Nell’avvicinarsi del primo incontro di tutto lo stato maggiore del Partito Democratico nel quale verranno scelte insieme le regole – e la data – del Congresso in cui verrà eletto il nuovo segretario e il candidato premier (potrebbero non essere la stessa persona, a quanto sembra), tutti gli occhi sono ancora una volta puntati su Matteo Renzi.
Il sindaco di Firenze non lascia indifferenti, polarizza le opinioni, sia all’interno del proprio partito che al di fuori, tra chi lo appoggia incondizionatamente e chi invece gli si oppone: piaccia o meno, il suo modo di comunicare schietto e fuori dagli schemi, almeno per la tradizione del centro-sinistra, lo rende una mosca bianca nell’attuale panorama politico.
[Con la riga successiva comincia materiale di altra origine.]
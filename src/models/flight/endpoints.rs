use axum::{
    extract::{Path, State},
    http::StatusCode,
    response::IntoResponse,
    routing,
};
use axum_extra::extract::Query;
use axum_jsonschema::Json;
use error_stack::ResultExt;

use super::{queries, types::*, FlightId};
use crate::{
    auth::{admin_required, login_required, Authed},
    server::ServerState,
    Error,
};

async fn get(
    State(state): State<ServerState>,
    _auth: Authed,
    Path(id): Path<FlightId>,
) -> Result<impl IntoResponse, Error> {
    let object = queries::get_populated(&state.db, id).await?;

    Ok(Json(object))
}

async fn list(
    State(state): State<ServerState>,
    _auth: Authed,
    Query(qs): Query<queries::ListQueryFilters>,
) -> Result<impl IntoResponse, Error> {
    let results = queries::list(&state.db, &qs).await?;

    Ok(Json(results))
}

async fn create(
    State(state): State<ServerState>,
    _auth: Authed,
    Json(payload): Json<FlightCreatePayload>,
) -> Result<impl IntoResponse, Error> {
    let mut tx = state.db.begin().await.change_context(Error::Db)?;
    let result = queries::create(&mut tx, payload).await?;
    tx.commit().await.change_context(Error::Db)?;

    Ok((StatusCode::CREATED, Json(result)))
}

async fn update(
    State(state): State<ServerState>,
    _auth: Authed,
    Path(id): Path<FlightId>,
    Json(payload): Json<FlightUpdatePayload>,
) -> Result<impl IntoResponse, Error> {
    let mut tx = state.db.begin().await.change_context(Error::Db)?;
    let updated = queries::update(&mut tx, id, payload).await?;
    tx.commit().await.change_context(Error::Db)?;

    if updated {
        Ok(StatusCode::OK)
    } else {
        Ok(StatusCode::NOT_FOUND)
    }
}

async fn delete(
    State(state): State<ServerState>,
    _auth: Authed,
    Path(id): Path<FlightId>,
) -> Result<impl IntoResponse, Error> {
    let deleted = queries::delete(&state.db, id).await?;

    if deleted {
        Ok(StatusCode::OK)
    } else {
        Ok(StatusCode::NOT_FOUND)
    }
}

pub fn create_routes() -> axum::Router<ServerState> {
    // Reads are open to any logged-in user; writes stay admin-only.
    axum::Router::new()
        .route("/flights", routing::get(list).route_layer(login_required()))
        .route(
            "/flights/:id",
            routing::get(get).route_layer(login_required()),
        )
        .route(
            "/flights",
            routing::post(create).route_layer(admin_required()),
        )
        .route(
            "/flights/:id",
            routing::put(update).route_layer(admin_required()),
        )
        .route(
            "/flights/:id",
            routing::delete(delete).route_layer(admin_required()),
        )
}
use axum::{
    extract::{Path, State},
    http::StatusCode,
    response::IntoResponse,
    routing,
};
use axum_extra::extract::Query;
use axum_jsonschema::Json;
use error_stack::ResultExt;

use super::{queries, types::*, CrewId};
use crate::{
    auth::{admin_required, Authed},
    server::ServerState,
    Error,
};

async fn get(
    State(state): State<ServerState>,
    _auth: Authed,
    Path(id): Path<CrewId>,
) -> Result<impl IntoResponse, Error> {
    let object = queries::get(&state.db, id).await?;

    Ok(Json(object))
}

async fn list(
    State(state): State<ServerState>,
    _auth: Authed,
    Query(qs): Query<queries::ListQueryFilters>,
) -> Result<impl IntoResponse, Error> {
    let results = queries::list(&state.db, &qs).await?;

    Ok(Json(results))
}

async fn create(
    State(state): State<ServerState>,
    _auth: Authed,
    Json(payload): Json<CrewCreatePayload>,
) -> Result<impl IntoResponse, Error> {
    let mut tx = state.db.begin().await.change_context(Error::Db)?;
    let result = queries::create(&mut tx, payload).await?;
    tx.commit().await.change_context(Error::Db)?;

    Ok((StatusCode::CREATED, Json(result)))
}

async fn update(
    State(state): State<ServerState>,
    _auth: Authed,
    Path(id): Path<CrewId>,
    Json(payload): Json<CrewUpdatePayload>,
) -> Result<impl IntoResponse, Error> {
    let updated = queries::update(&state.db, id, payload).await?;

    if updated {
        Ok(StatusCode::OK)
    } else {
        Ok(StatusCode::NOT_FOUND)
    }
}

async fn delete(
    State(state): State<ServerState>,
    _auth: Authed,
    Path(id): Path<CrewId>,
) -> Result<impl IntoResponse, Error> {
    let deleted = queries::delete(&state.db, id).await?;

    if deleted {
        Ok(StatusCode::OK)
    } else {
        Ok(StatusCode::NOT_FOUND)
    }
}

pub fn create_routes() -> axum::Router<ServerState> {
    axum::Router::new()
        .route("/crews", routing::get(list).route_layer(admin_required()))
        .route("/crews/:id", routing::get(get).route_layer(admin_required()))
        .route("/crews", routing::post(create).route_layer(admin_required()))
        .route("/crews/:id", routing::put(update).route_layer(admin_required()))
        .route(
            "/crews/:id",
            routing::delete(delete).route_layer(admin_required()),
        )
}

#[cfg(test)]
mod test {
    use super::super::testing::make_create_payload;
    use super::*;
    use crate::tests::{start_app, BootstrappedData};

    #[sqlx::test]
    async fn crud_and_permissions(pool: sqlx::PgPool) {
        let (
            _app,
            BootstrappedData {
                admin_user, user, ..
            },
        ) = start_app(pool.clone()).await;

        let payload = make_create_payload(1);
        let created: serde_json::Value = admin_user
            .client
            .post("crews")
            .json(&payload)
            .send()
            .await
            .unwrap()
            .error_for_status()
            .unwrap()
            .json()
            .await
            .unwrap();

        assert_eq!(created["first_name"], payload.first_name);
        assert_eq!(
            created["full_name"],
            format!("{} {}", payload.first_name, payload.last_name)
        );

        let id = created["id"].as_str().unwrap();

        let listed: Vec<serde_json::Value> = admin_user
            .client
            .get("crews")
            .send()
            .await
            .unwrap()
            .error_for_status()
            .unwrap()
            .json()
            .await
            .unwrap();
        assert_eq!(listed.len(), 1);

        let update = make_create_payload(2);
        admin_user
            .client
            .put(&format!("crews/{id}"))
            .json(&update)
            .send()
            .await
            .unwrap()
            .error_for_status()
            .unwrap();

        let fetched: serde_json::Value = admin_user
            .client
            .get(&format!("crews/{id}"))
            .send()
            .await
            .unwrap()
            .error_for_status()
            .unwrap()
            .json()
            .await
            .unwrap();
        assert_eq!(fetched["last_name"], update.last_name);

        // Regular users have no access at all.
        let response = user.client.get("crews").send().await.unwrap();
        assert_eq!(response.status(), reqwest::StatusCode::FORBIDDEN);
        let response = user
            .client
            .post("crews")
            .json(&payload)
            .send()
            .await
            .unwrap();
        assert_eq!(response.status(), reqwest::StatusCode::FORBIDDEN);

        admin_user
            .client
            .delete(&format!("crews/{id}"))
            .send()
            .await
            .unwrap()
            .error_for_status()
            .unwrap();

        let response = admin_user
            .client
            .get(&format!("crews/{id}"))
            .send()
            .await
            .unwrap();
        assert_eq!(response.status(), reqwest::StatusCode::NOT_FOUND);
    }
}
use axum::{
    extract::{Path, State},
    http::StatusCode,
    response::IntoResponse,
    routing,
};
use axum_extra::extract::Query;
use axum_jsonschema::Json;
use error_stack::ResultExt;

use super::{queries, types::*, RouteId};
use crate::{
    auth::{admin_required, Authed},
    server::ServerState,
    Error,
};

async fn get(
    State(state): State<ServerState>,
    _auth: Authed,
    Path(id): Path<RouteId>,
) -> Result<impl IntoResponse, Error> {
    let object = queries::get(&state.db, id).await?;

    Ok(Json(object))
}

async fn list(
    State(state): State<ServerState>,
    _auth: Authed,
    Query(qs): Query<queries::ListQueryFilters>,
) -> Result<impl IntoResponse, Error> {
    let results = queries::list(&state.db, &qs).await?;

    Ok(Json(results))
}

async fn create(
    State(state): State<ServerState>,
    _auth: Authed,
    Json(payload): Json<RouteCreatePayload>,
) -> Result<impl IntoResponse, Error> {
    let mut tx = state.db.begin().await.change_context(Error::Db)?;
    let result = queries::create(&mut tx, payload).await?;
    tx.commit().await.change_context(Error::Db)?;

    Ok((StatusCode::CREATED, Json(result)))
}

async fn update(
    State(state): State<ServerState>,
    _auth: Authed,
    Path(id): Path<RouteId>,
    Json(payload): Json<RouteUpdatePayload>,
) -> Result<impl IntoResponse, Error> {
    let updated = queries::update(&state.db, id, payload).await?;

    if updated {
        Ok(StatusCode::OK)
    } else {
        Ok(StatusCode::NOT_FOUND)
    }
}

async fn delete(
    State(state): State<ServerState>,
    _auth: Authed,
    Path(id): Path<RouteId>,
) -> Result<impl IntoResponse, Error> {
    let deleted = queries::delete(&state.db, id).await?;

    if deleted {
        Ok(StatusCode::OK)
    } else {
        Ok(StatusCode::NOT_FOUND)
    }
}

pub fn create_routes() -> axum::Router<ServerState> {
    axum::Router::new()
        .route("/routes", routing::get(list).route_layer(admin_required()))
        .route(
            "/routes/:id",
            routing::get(get).route_layer(admin_required()),
        )
        .route(
            "/routes",
            routing::post(create).route_layer(admin_required()),
        )
        .route(
            "/routes/:id",
            routing::put(update).route_layer(admin_required()),
        )
        .route(
            "/routes/:id",
            routing::delete(delete).route_layer(admin_required()),
        )
}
A tale proposito è interessante ascoltare le voci di due dei “big” nel PD, Dario Franceschini e Rosy Bindi, i quali esprimono pareri a dir poco opposti sull’aspirante leader alla guida del Paese.
- Dario Franceschini – L’endorsement del ministro per i rapporti con il Parlamento arriva a sorpresa, dato che non aveva mai mostrato particolare simpatia per Renzi. Franceschini è tuttavia convinto che debba finire il tempo delle spaccature interne al partito, e dunque se il sindaco si rivelerà capace di unire tutto il PD, è la persona giusta da sostenere. Di certo la “leadership diffusa” è stata da sempre uno dei problemi principali della formazione politica, in cui, a parte le correnti, ci sono state spesso personalità in conflitto. E infatti le parole del ministro hanno già destato le ire dell’area bersaniana, che sostiene Cuperlo alla segreteria.
- Rosy Bindi – Che a Bindi Renzi non piaccia e non sia mai piaciuto, non è un mistero; “populista” è l’accusa che gli rivolge più di frequente, oltre a quella di essere troppo poco antiberlusconiano. Il sindaco dovrà fare a meno del voto della pasionaria del PD.